I feel that snarling monster’s breath on my neck everyday now, again, like I did for all the years leading up to our move to Indiana. I’m bitterly angry with THE COMPANY, but I’m even more angry with myself for having been naive enough to think that a company, whose first priority is to make money and make decisions best for themselves, would finally leave us the hell alone. THE COMPANY is a business plain and simple, I understand that, but I truly believed for those seven restful months in Indiana that we were safe.
I remember one night just a few days after learning about our move, lying in bed curled in a ball as my crying turned into sobbing. My sobs shook my entire body, I couldn’t even breathe and was covered in tears and snot. With my face in my hands, I kept repeating, “please don’t make us move, please don’t make us move, please.” Tate found me and pulled me into his warm chest and told me how sorry he was.

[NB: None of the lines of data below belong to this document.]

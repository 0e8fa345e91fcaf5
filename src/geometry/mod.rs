//! Geometry normalizer
//!
//! Raw solid measurements become an immutable [`GeometrySnapshot`]. Volumes
//! and areas are in cm³ / cm², lengths in mm.

use serde::{Deserialize, Serialize};
use std::f64::consts::PI;

use crate::config::GeometryConfig;
use crate::validator::{positive, ValidationError};

const MM3_PER_CM3: f64 = 1000.0;

#[derive(Debug, Clone, Copy, PartialEq, Serialize, Deserialize)]
pub struct BoundingBox {
    pub dx: f64,
    pub dy: f64,
    pub dz: f64,
}

impl BoundingBox {
    pub fn new(dx: f64, dy: f64, dz: f64) -> Self {
        Self { dx, dy, dz }
    }

    pub fn volume_cm3(&self) -> f64 {
        self.dx * self.dy * self.dz / MM3_PER_CM3
    }

    /// Stock cylinder around the box: radius = max(dx, dy) / 2, height = dz
    pub fn cylinder_volume_cm3(&self) -> f64 {
        let r = self.dx.max(self.dy) / 2.0;
        PI * r * r * self.dz / MM3_PER_CM3
    }

    pub fn longest(&self) -> f64 {
        self.dx.max(self.dy).max(self.dz)
    }

    pub fn shortest(&self) -> f64 {
        self.dx.min(self.dy).min(self.dz)
    }
}

#[derive(Debug, Clone, Copy, PartialEq, Eq, Serialize, Deserialize)]
#[serde(rename_all = "snake_case")]
pub enum StockModel {
    BoundingBox,
    Cylinder,
}

/// Explicit shape classification from the recognition step
#[derive(Debug, Clone, Copy, PartialEq, Serialize, Deserialize)]
#[serde(tag = "kind", rename_all = "snake_case")]
pub enum ShapeInput {
    Cylinder { diameter: f64, length: f64 },
    Block { dx: f64, dy: f64, dz: f64 },
}

impl ShapeInput {
    pub fn bounding_box(&self) -> BoundingBox {
        match *self {
            ShapeInput::Cylinder { diameter, length } => BoundingBox::new(diameter, diameter, length),
            ShapeInput::Block { dx, dy, dz } => BoundingBox::new(dx, dy, dz),
        }
    }

    pub fn stock_model(&self) -> StockModel {
        match self {
            ShapeInput::Cylinder { .. } => StockModel::Cylinder,
            ShapeInput::Block { .. } => StockModel::BoundingBox,
        }
    }

    pub fn dimensions(&self) -> Vec<(&'static str, f64)> {
        match *self {
            ShapeInput::Cylinder { diameter, length } => vec![
                ("geometry.shape.diameter", diameter),
                ("geometry.shape.length", length),
            ],
            ShapeInput::Block { dx, dy, dz } => vec![
                ("geometry.shape.dx", dx),
                ("geometry.shape.dy", dy),
                ("geometry.shape.dz", dz),
            ],
        }
    }
}

#[derive(Debug, Clone, PartialEq, Serialize, Deserialize)]
pub struct GeometryInput {
    /// Part volume, cm³
    pub volume: f64,
    /// Part surface area, cm²
    pub surface_area: f64,
    #[serde(default, skip_serializing_if = "Option::is_none")]
    pub bbox: Option<BoundingBox>,
    #[serde(default, skip_serializing_if = "Option::is_none")]
    pub stock_volume: Option<f64>,
    #[serde(default, skip_serializing_if = "Option::is_none")]
    pub shape: Option<ShapeInput>,
}

#[derive(Debug, Clone, PartialEq, Serialize)]
pub struct GeometrySnapshot {
    part_volume: f64,
    stock_volume: f64,
    material_to_remove: f64,
    surface_area: f64,
    bounding_box: BoundingBox,
    stock_model: StockModel,
}

impl GeometrySnapshot {
    pub fn new(
        part_volume: f64,
        stock_volume: f64,
        surface_area: f64,
        bounding_box: BoundingBox,
        stock_model: StockModel,
    ) -> Result<Self, ValidationError> {
        positive("part_volume", part_volume)?;
        positive("stock_volume", stock_volume)?;
        positive("surface_area", surface_area)?;
        positive("bounding_box.dx", bounding_box.dx)?;
        positive("bounding_box.dy", bounding_box.dy)?;
        positive("bounding_box.dz", bounding_box.dz)?;

        let material_to_remove = stock_volume - part_volume;
        if material_to_remove < 0.0 {
            return Err(ValidationError::NegativeRemoval {
                stock: stock_volume,
                part: part_volume,
            });
        }

        Ok(Self {
            part_volume,
            stock_volume,
            material_to_remove,
            surface_area,
            bounding_box,
            stock_model,
        })
    }

    pub fn part_volume(&self) -> f64 {
        self.part_volume
    }

    pub fn stock_volume(&self) -> f64 {
        self.stock_volume
    }

    pub fn material_to_remove(&self) -> f64 {
        self.material_to_remove
    }

    pub fn surface_area(&self) -> f64 {
        self.surface_area
    }

    pub fn bounding_box(&self) -> BoundingBox {
        self.bounding_box
    }

    pub fn stock_model(&self) -> StockModel {
        self.stock_model
    }
}

/// Round bar when the cross section is square within tolerance, the z axis
/// dominates it, and the bar can hold the part; a block otherwise
pub fn choose_stock_model(bbox: &BoundingBox, part_volume: f64, cfg: &GeometryConfig) -> StockModel {
    let widest = bbox.dx.max(bbox.dy);
    let roundish = (bbox.dx - bbox.dy).abs() / widest <= cfg.roundness_tolerance;
    let single_axis = bbox.dz > widest * cfg.axis_dominance;
    if roundish && single_axis && part_volume <= bbox.cylinder_volume_cm3() {
        StockModel::Cylinder
    } else {
        StockModel::BoundingBox
    }
}

pub fn normalize(input: &GeometryInput, cfg: &GeometryConfig) -> Result<GeometrySnapshot, ValidationError> {
    let (bbox, model) = match (&input.shape, &input.bbox) {
        (Some(shape), bbox) => (bbox.unwrap_or_else(|| shape.bounding_box()), shape.stock_model()),
        (None, Some(bbox)) => (
            *bbox,
            choose_stock_model(bbox, input.volume, cfg),
        ),
        (None, None) => {
            return Err(ValidationError::Geometry {
                message: "either bbox or shape is required".to_string(),
            })
        }
    };

    let stock_volume = match input.stock_volume {
        Some(stock) => stock,
        None => match model {
            StockModel::Cylinder => bbox.cylinder_volume_cm3(),
            StockModel::BoundingBox => bbox.volume_cm3(),
        },
    };

    log::debug!(
        "normalized geometry: {:?} stock {} cm³, part {} cm³",
        model,
        stock_volume,
        input.volume
    );

    GeometrySnapshot::new(input.volume, stock_volume, input.surface_area, bbox, model)
}

#[cfg(test)]
mod tests {
    use super::*;
    use approx::assert_relative_eq;

    fn input(bbox: BoundingBox, volume: f64) -> GeometryInput {
        GeometryInput {
            volume,
            surface_area: 100.0,
            bbox: Some(bbox),
            stock_volume: None,
            shape: None,
        }
    }

    #[test]
    fn test_explicit_stock_volume() {
        let mut g = input(BoundingBox::new(100.0, 100.0, 100.0), 800.0);
        g.stock_volume = Some(1000.0);
        g.surface_area = 600.0;
        let snap = normalize(&g, &GeometryConfig::default()).unwrap();
        assert_eq!(snap.material_to_remove(), 200.0);
        assert_eq!(snap.surface_area(), 600.0);
    }

    #[test]
    fn test_square_section_becomes_cylinder() {
        let bbox = BoundingBox::new(40.0, 40.0, 100.0);
        let snap = normalize(&input(bbox, 50.0), &GeometryConfig::default()).unwrap();
        assert_eq!(snap.stock_model(), StockModel::Cylinder);
        assert_relative_eq!(snap.stock_volume(), PI * 20.0 * 20.0 * 100.0 / 1000.0);
    }

    #[test]
    fn test_flat_section_is_block() {
        let bbox = BoundingBox::new(100.0, 40.0, 20.0);
        let snap = normalize(&input(bbox, 50.0), &GeometryConfig::default()).unwrap();
        assert_eq!(snap.stock_model(), StockModel::BoundingBox);
        assert_relative_eq!(snap.stock_volume(), 80.0);
    }

    #[test]
    fn test_part_that_fills_box_corners_is_block() {
        // Cylinder of 40×40×100 holds ~125.7 cm³, the box 160 cm³
        let bbox = BoundingBox::new(40.0, 40.0, 100.0);
        let snap = normalize(&input(bbox, 150.0), &GeometryConfig::default()).unwrap();
        assert_eq!(snap.stock_model(), StockModel::BoundingBox);
    }

    #[test]
    fn test_cube_without_dominant_axis_is_block() {
        let bbox = BoundingBox::new(100.0, 100.0, 100.0);
        let snap = normalize(&input(bbox, 300.0), &GeometryConfig::default()).unwrap();
        assert_eq!(snap.stock_model(), StockModel::BoundingBox);
        assert_relative_eq!(snap.stock_volume(), 1000.0);

        // A short square disc is not bar stock either
        let disc = BoundingBox::new(80.0, 80.0, 20.0);
        assert_eq!(
            choose_stock_model(&disc, 10.0, &GeometryConfig::default()),
            StockModel::BoundingBox
        );
    }

    #[test]
    fn test_axis_dominance_is_configurable() {
        let cfg = GeometryConfig {
            axis_dominance: 3.0,
            ..GeometryConfig::default()
        };
        let bbox = BoundingBox::new(40.0, 40.0, 100.0);
        assert_eq!(choose_stock_model(&bbox, 50.0, &cfg), StockModel::BoundingBox);
        assert_eq!(
            choose_stock_model(&bbox, 50.0, &GeometryConfig::default()),
            StockModel::Cylinder
        );
    }

    #[test]
    fn test_explicit_shape() {
        let g = GeometryInput {
            volume: 10.0,
            surface_area: 30.0,
            bbox: None,
            stock_volume: None,
            shape: Some(ShapeInput::Cylinder {
                diameter: 20.0,
                length: 50.0,
            }),
        };
        let snap = normalize(&g, &GeometryConfig::default()).unwrap();
        assert_eq!(snap.stock_model(), StockModel::Cylinder);
        assert_eq!(snap.bounding_box(), BoundingBox::new(20.0, 20.0, 50.0));
    }

    #[test]
    fn test_negative_removal_is_fatal() {
        let mut g = input(BoundingBox::new(10.0, 10.0, 10.0), 2.0);
        g.stock_volume = Some(1.0);
        assert_eq!(
            normalize(&g, &GeometryConfig::default()),
            Err(ValidationError::NegativeRemoval { stock: 1.0, part: 2.0 })
        );
    }

    #[test]
    fn test_missing_envelope() {
        let mut g = input(BoundingBox::new(10.0, 10.0, 10.0), 2.0);
        g.bbox = None;
        assert!(matches!(
            normalize(&g, &GeometryConfig::default()),
            Err(ValidationError::Geometry { .. })
        ));
    }

    #[test]
    fn test_shape_deserializes_with_kind_tag() {
        let shape: ShapeInput =
            serde_json::from_str(r#"{"kind": "block", "dx": 1.0, "dy": 2.0, "dz": 3.0}"#).unwrap();
        assert_eq!(shape, ShapeInput::Block { dx: 1.0, dy: 2.0, dz: 3.0 });
    }
}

I looked into his eyes and screamed through my tears how unfair it was that THE COMPANY was in control of our entire life. Helplessly, he held me and apologized over and over until I fell asleep in his arms.
I knew my tears were futile, I knew Tate and I had made the decision together to move, but I also knew that had we decided not to move, it would have brought Tate’s career to a screeching halt.
Every time I think about that night and my rage and despair, I cry.
The pain is not as acute as it was a year ago. As the months have passed, I’ve slowly climbed this mountain and have embraced my blessings. I’ve made friends here and am involved in lots of different things that keep the kids and I busy. Our home is beautiful, so beautiful that sometimes I can’t believe I live in it. Considering the economy, I’m thankful Tate even has a job and as a bonus, makes enough money which allows me to continue staying home with the kids. Tennessee itself is a wonderful, friendly place to live. I actually really like living here, a lot.
The move, though? I’m not over it yet. While I do live in the here and now, I know better now than to be naive enough to think that we’re actually here to stay.